--- MATERIALS PROVIDED ---
>>>
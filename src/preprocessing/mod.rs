//! Dataset loading, schema validation, and normalization pipeline.
//!
//! The pipeline here is the only writer the canonical tables ever see: it
//! runs once at startup, validates both raw tables eagerly, and hands back an
//! immutable [`crate::models::YieldDataset`]. Malformed source data aborts
//! the load; per-row problems (unparseable dates) are isolated to the row.

pub mod error;
pub mod pipeline;
pub mod validator;

pub use error::DataLoadError;
pub use pipeline::{load_dataset, load_dataset_from_frames, LoadReport, PipelineResult};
<<<
--- TASK OBJECTIVE ---
Copy the records above faithfully. Begin at their first line, end at the line containing "pub use error::DataLoadError;", and include nothing else.

--- RESULT OF THE EXERCISE ---
filename src/preprocessing/mod.rs
//! Dataset loading, schema validation, and normalization pipeline.
//!
//! The pipeline here is the only writer the canonical tables ever see: it
//! runs once at startup, validates both raw tables eagerly, and hands back an
//! immutable [`crate::models::YieldDataset`]. Malformed source data aborts
//! the load; per-row problems (unparseable dates) are isolated to the row.

pub mod error;
pub mod pipeline;
pub mod validator;

pub use error::DataLoadError;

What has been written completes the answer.